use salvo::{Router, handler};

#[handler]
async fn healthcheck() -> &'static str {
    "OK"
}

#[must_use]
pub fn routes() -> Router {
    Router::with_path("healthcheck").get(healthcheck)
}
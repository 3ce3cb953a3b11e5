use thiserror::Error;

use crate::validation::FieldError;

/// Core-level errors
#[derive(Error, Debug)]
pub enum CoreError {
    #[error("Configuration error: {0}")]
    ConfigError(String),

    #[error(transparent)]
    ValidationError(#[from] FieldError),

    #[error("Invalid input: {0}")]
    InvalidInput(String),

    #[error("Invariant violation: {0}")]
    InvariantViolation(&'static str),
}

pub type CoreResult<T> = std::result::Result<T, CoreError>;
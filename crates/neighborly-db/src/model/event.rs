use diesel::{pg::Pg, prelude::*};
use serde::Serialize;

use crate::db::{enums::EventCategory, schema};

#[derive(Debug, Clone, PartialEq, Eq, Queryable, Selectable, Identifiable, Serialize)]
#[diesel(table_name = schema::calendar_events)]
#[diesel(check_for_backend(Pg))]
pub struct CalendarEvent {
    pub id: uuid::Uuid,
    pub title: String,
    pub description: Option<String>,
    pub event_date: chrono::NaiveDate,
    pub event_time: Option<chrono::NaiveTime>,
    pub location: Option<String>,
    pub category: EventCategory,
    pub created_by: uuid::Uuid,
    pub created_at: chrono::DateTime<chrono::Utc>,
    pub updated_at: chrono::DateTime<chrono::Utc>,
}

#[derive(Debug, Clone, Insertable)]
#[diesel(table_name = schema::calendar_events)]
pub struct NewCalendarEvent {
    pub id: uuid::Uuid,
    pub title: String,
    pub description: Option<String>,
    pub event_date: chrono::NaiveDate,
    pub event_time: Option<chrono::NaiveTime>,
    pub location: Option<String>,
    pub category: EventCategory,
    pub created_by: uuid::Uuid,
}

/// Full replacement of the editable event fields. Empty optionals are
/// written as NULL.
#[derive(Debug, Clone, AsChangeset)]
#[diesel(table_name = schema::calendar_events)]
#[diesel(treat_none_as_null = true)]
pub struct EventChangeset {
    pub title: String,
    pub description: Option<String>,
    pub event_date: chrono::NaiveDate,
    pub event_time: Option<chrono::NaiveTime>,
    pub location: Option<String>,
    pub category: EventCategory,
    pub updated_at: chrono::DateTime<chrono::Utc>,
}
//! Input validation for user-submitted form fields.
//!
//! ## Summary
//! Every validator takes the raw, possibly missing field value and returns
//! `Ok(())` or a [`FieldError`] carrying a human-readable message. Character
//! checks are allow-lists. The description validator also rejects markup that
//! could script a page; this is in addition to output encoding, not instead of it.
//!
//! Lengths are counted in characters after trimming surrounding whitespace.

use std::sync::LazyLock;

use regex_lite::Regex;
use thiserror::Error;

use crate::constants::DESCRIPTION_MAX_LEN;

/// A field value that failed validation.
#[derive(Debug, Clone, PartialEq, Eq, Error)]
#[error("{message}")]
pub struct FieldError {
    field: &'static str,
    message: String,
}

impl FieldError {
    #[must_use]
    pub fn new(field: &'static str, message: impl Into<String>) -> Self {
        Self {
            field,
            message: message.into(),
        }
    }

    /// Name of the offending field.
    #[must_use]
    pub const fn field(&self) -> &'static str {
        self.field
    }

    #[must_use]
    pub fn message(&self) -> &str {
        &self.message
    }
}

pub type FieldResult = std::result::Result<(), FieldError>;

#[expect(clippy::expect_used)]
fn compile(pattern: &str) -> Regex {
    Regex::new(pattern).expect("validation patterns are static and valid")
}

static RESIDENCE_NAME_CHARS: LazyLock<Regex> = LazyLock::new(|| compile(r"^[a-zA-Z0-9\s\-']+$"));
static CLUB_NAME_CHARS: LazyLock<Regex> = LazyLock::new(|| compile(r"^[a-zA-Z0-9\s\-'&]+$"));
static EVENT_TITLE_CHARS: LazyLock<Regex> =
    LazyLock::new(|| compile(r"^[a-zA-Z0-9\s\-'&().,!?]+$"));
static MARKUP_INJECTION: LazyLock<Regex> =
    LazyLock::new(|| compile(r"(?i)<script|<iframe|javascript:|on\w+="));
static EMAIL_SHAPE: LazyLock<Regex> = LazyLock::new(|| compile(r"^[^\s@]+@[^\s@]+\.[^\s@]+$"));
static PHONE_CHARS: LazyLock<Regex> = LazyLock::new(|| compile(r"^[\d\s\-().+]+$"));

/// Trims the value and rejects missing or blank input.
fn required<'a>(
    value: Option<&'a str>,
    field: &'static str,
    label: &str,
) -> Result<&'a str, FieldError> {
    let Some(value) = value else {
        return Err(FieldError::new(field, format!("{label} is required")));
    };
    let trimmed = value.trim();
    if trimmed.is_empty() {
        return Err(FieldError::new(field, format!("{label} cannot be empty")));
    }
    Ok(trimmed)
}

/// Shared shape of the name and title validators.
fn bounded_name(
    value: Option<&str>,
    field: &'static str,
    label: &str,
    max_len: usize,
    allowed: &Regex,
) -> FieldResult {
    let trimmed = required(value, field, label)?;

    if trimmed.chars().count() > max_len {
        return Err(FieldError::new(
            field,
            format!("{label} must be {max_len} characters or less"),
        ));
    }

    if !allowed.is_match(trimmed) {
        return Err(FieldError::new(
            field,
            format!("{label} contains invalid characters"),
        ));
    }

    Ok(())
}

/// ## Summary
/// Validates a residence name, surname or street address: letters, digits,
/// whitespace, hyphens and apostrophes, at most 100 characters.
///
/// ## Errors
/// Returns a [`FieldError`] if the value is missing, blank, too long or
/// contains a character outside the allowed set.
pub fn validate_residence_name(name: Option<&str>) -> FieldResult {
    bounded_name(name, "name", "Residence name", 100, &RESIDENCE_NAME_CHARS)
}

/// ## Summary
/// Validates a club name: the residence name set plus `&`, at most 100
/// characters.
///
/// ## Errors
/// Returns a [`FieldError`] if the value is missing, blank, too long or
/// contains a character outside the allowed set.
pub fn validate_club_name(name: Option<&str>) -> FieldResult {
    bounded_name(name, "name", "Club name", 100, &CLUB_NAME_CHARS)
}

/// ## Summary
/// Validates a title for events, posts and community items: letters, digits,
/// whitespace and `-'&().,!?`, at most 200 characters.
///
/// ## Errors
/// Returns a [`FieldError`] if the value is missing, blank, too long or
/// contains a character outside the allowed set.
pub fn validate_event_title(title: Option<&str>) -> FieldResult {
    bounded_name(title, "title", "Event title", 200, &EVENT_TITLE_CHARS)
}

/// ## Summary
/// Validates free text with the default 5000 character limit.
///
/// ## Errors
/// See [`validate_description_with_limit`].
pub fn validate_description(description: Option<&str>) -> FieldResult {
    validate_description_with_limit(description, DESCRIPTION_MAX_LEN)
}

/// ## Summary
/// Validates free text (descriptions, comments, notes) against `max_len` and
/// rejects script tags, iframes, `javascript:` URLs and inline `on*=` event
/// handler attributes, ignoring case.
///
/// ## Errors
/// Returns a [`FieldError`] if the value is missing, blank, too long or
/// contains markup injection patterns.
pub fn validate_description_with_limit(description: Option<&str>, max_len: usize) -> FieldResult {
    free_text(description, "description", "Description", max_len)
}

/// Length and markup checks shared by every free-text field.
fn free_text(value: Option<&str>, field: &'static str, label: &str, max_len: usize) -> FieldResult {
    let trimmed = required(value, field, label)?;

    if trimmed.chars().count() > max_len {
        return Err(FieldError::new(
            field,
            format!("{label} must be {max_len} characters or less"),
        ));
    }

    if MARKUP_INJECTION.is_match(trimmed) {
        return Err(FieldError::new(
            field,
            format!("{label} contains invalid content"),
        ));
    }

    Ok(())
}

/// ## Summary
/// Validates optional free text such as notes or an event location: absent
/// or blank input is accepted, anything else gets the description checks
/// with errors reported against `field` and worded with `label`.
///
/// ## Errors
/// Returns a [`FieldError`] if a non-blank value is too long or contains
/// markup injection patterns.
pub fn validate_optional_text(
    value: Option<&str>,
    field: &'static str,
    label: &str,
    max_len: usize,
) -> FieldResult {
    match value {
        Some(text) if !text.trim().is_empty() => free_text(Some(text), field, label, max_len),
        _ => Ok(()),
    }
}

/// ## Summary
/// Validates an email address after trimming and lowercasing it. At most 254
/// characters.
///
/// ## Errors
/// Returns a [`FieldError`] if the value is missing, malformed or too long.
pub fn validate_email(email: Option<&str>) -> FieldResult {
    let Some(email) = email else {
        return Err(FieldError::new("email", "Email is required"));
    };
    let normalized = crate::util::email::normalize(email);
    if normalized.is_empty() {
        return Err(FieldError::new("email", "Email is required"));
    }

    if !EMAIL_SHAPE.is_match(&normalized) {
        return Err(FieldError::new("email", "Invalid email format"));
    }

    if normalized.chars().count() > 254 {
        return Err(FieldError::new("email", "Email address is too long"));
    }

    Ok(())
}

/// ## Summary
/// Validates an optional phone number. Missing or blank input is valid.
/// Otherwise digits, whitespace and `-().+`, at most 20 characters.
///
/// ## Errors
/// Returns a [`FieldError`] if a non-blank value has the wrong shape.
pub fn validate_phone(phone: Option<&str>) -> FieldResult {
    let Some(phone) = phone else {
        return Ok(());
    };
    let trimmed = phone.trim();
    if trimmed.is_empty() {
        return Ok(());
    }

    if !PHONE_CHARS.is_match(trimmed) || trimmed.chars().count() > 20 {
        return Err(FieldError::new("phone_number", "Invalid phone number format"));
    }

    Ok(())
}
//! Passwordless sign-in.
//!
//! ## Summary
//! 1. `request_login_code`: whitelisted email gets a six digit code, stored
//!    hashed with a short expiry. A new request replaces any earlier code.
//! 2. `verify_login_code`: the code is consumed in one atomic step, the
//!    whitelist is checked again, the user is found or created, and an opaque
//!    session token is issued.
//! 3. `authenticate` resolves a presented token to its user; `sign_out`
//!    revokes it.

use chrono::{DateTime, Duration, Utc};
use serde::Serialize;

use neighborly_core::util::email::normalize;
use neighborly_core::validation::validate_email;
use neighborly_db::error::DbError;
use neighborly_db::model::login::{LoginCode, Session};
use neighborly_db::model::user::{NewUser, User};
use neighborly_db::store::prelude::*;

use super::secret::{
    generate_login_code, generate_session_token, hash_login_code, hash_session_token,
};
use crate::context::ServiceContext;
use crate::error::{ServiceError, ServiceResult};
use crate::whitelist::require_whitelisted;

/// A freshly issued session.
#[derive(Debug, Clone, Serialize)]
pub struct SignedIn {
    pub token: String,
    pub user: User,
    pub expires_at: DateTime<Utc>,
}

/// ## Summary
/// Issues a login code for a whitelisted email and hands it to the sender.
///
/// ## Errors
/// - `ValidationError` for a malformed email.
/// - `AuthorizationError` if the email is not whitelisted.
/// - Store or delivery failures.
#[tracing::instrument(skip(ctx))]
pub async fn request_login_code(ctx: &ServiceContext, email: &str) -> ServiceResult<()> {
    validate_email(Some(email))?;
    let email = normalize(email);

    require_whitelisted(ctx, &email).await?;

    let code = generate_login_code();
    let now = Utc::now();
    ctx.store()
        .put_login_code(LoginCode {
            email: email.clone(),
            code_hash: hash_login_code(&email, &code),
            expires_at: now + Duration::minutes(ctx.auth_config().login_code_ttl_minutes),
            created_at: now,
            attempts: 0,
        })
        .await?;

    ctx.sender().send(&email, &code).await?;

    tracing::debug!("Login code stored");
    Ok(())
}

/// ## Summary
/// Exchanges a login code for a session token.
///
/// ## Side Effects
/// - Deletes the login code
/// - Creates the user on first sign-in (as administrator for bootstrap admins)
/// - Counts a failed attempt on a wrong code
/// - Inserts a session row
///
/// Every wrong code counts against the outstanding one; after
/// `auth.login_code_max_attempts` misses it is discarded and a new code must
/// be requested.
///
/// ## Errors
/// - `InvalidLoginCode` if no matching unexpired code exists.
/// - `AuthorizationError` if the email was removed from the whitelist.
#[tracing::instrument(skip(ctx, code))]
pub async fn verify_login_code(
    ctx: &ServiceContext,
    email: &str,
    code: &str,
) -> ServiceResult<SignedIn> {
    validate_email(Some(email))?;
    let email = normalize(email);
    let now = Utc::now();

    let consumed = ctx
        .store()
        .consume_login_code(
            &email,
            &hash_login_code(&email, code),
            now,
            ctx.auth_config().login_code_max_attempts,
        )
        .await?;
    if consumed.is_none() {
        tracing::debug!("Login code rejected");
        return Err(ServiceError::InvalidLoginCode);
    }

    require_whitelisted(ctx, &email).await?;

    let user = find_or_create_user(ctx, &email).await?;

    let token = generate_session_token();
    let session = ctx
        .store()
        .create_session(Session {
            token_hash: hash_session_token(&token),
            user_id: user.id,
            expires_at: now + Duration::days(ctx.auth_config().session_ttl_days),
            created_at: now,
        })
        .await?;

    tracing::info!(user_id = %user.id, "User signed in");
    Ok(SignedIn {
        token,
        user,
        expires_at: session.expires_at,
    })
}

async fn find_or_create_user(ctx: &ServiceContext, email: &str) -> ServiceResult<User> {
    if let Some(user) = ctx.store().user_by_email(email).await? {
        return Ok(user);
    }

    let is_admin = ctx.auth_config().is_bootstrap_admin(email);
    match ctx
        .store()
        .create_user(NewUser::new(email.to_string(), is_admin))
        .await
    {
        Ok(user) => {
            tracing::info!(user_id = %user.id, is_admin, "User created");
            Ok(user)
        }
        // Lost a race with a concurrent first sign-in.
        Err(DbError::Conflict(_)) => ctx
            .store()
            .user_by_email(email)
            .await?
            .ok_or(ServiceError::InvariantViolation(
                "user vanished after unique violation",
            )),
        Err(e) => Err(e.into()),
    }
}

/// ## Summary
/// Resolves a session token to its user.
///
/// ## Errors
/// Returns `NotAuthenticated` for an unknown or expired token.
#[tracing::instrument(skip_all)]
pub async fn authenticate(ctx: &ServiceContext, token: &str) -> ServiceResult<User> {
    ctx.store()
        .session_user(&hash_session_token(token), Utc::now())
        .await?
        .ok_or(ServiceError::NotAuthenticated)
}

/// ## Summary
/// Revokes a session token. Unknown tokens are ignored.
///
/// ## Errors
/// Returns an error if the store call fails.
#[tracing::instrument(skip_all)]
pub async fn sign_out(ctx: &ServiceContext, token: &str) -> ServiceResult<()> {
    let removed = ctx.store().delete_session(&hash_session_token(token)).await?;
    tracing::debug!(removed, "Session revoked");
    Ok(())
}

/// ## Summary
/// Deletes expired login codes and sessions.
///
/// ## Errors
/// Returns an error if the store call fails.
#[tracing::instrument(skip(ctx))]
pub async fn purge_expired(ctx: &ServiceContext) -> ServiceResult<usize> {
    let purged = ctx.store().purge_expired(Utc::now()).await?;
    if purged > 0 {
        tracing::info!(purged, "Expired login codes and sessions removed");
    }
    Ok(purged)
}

_EXERCISE INSTRUCTIONS_.
Lines containing the word "sessions": say how many there are in the material, with no other text.

_FINAL ANSWER_.
2